Founded 1997

Erythroxylum: The Coca Plant

By April Rottman

The coca plant is a member of the order Geraniales and the family Erythroxylaceae. There are four genera with an estimated 200 species in Erythroxylaceae (De Witt, 1967). Coca was first described as Erythroxylum by A.L. Jussieu in 1783. It was given the binomial Erythroxylum coca by Lamarck in 1786.

Early botanists believed that all coca plants were of the same species. Later researchers found that two species of domesticated coca existed. These are Erythroxylum coca Lam. and Erythroxylum novogranatense (Morris) Hieron (Rury and Plowman, 1983). The two species have two varieties, Erythroxylum coca Lam. var. coca, E. coca var. Ipuda Plowman, E. novogranatense (Morris) Hieron var. novogranatense, and E. novogranatense var. truxillense (Rusby) Plowman (Plowman, 1983).

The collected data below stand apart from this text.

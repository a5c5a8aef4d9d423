//! Message vocabulary shared by the popup, background and page agent
//!
//! Requests travel as JSON objects `{"action": ..., "payload": ...}`. Anything
//! that does not decode into a `Message` is dropped without a response.
//! Telemetry senders put their report under `data` instead of `payload`;
//! both are accepted, and a missing report decodes as `null`.

use serde::{Deserialize, Serialize};
use serde_json::Value;

use crate::core::state::OverlayMode;

#[derive(Debug, Clone, PartialEq, Serialize, Deserialize)]
#[serde(tag = "action", content = "payload", rename_all = "camelCase")]
pub enum Message {
    CheckState,
    ActivateDarkMode,
    DeactivateDarkMode,
    ActivateGalacticMode,
    DeactivateGalacticMode,
    /// Theme id; unknown ids fall back to the default theme
    ChangeGalaxy(String),
    /// Event name from the cosmic event set
    TriggerCosmicEvent(String),
    /// Usage data reported to the background (`null` when none was sent)
    CosmicTelemetry(Value),
}

impl Message {
    pub fn activate(mode: OverlayMode) -> Self {
        match mode {
            OverlayMode::Dark => Self::ActivateDarkMode,
            OverlayMode::Galactic => Self::ActivateGalacticMode,
        }
    }

    pub fn deactivate(mode: OverlayMode) -> Self {
        match mode {
            OverlayMode::Dark => Self::DeactivateDarkMode,
            OverlayMode::Galactic => Self::DeactivateGalacticMode,
        }
    }

    /// For mode toggles: the mode and whether it is being switched on
    pub fn toggle(&self) -> Option<(OverlayMode, bool)> {
        match self {
            Self::ActivateDarkMode => Some((OverlayMode::Dark, true)),
            Self::DeactivateDarkMode => Some((OverlayMode::Dark, false)),
            Self::ActivateGalacticMode => Some((OverlayMode::Galactic, true)),
            Self::DeactivateGalacticMode => Some((OverlayMode::Galactic, false)),
            _ => None,
        }
    }

    /// Decode a raw request, returning None for unknown actions or bad payloads
    pub fn decode(raw: &Value) -> Option<Self> {
        match serde_json::from_value(normalize_telemetry(raw.clone())) {
            Ok(message) => Some(message),
            Err(e) => {
                tracing::debug!(request = %raw, "Ignoring unrecognized message: {}", e);
                None
            }
        }
    }

    pub fn encode(&self) -> serde_json::Result<Value> {
        serde_json::to_value(self)
    }
}

fn normalize_telemetry(mut raw: Value) -> Value {
    if let Some(fields) = raw.as_object_mut() {
        let is_telemetry = fields.get("action").and_then(Value::as_str) == Some("cosmicTelemetry");
        if is_telemetry && !fields.contains_key("payload") {
            let data = fields.remove("data").unwrap_or(Value::Null);
            fields.insert("payload".to_string(), data);
        }
    }
    raw
}

#[derive(Debug, Clone, Copy, PartialEq, Eq, Serialize, Deserialize)]
#[serde(untagged)]
pub enum Response {
    State {
        #[serde(rename = "isActive")]
        is_active: bool,
    },
    Ack {
        success: bool,
    },
}

impl Response {
    pub fn ok() -> Self {
        Response::Ack { success: true }
    }

    pub fn state(is_active: bool) -> Self {
        Response::State { is_active }
    }

    pub fn is_active(&self) -> Option<bool> {
        match self {
            Response::State { is_active } => Some(*is_active),
            Response::Ack { .. } => None,
        }
    }
}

Coca is grown in South America, Africa, Ceylon, Taiwan, Indonesia and Formosa (De Witt, 1967). Coca is most commonly associated with its center of origin, the South American Montana zone of the eastern Andes below 2000m (Bray & Dollery, 198:3).

According to Rury and Plowman (1983) E. coca var. Coca, Huanuco or Bolivian coca is the ancestral variety. Bolivian coca grows in the moist tropical forests of the eastern Andes of Peru and Bolivia. This variety is the only one of the four found growing wild. Bolivian coca is the major source of commercially produced coca leaves and cocaine.

Amazon coca, E. coca var. ipuda is cultivated in the lowland Amazon. It has been suggested that this variety is a lowland cultigen of Bolivian coca. In contrast to Bolivian coca it is not found growing wild (Rury and Plowman, 1993).

E. novogranatense var. truxillense or Trujillo coca is a hardy, drought resistant variety. It is found growing in river valleys of coastal Peru and other arid areas of this region. Bohm, Ganders & Plowman (1982) state that this variety displays many characteristics that are intermediate between E. coca var. coca and E. novogranatense var. novogranatense, and may represent an evolutionary stage between these species.

E. novogranatense var. novogranatense or Colombian coca is cultivated in both moist and dry areas in the Colombian mountains. It is also drought tolerant and is not found growing outside Cultivation. Evidence shows that this variety maybe the most evolved species (Rury & Plowman, 1983).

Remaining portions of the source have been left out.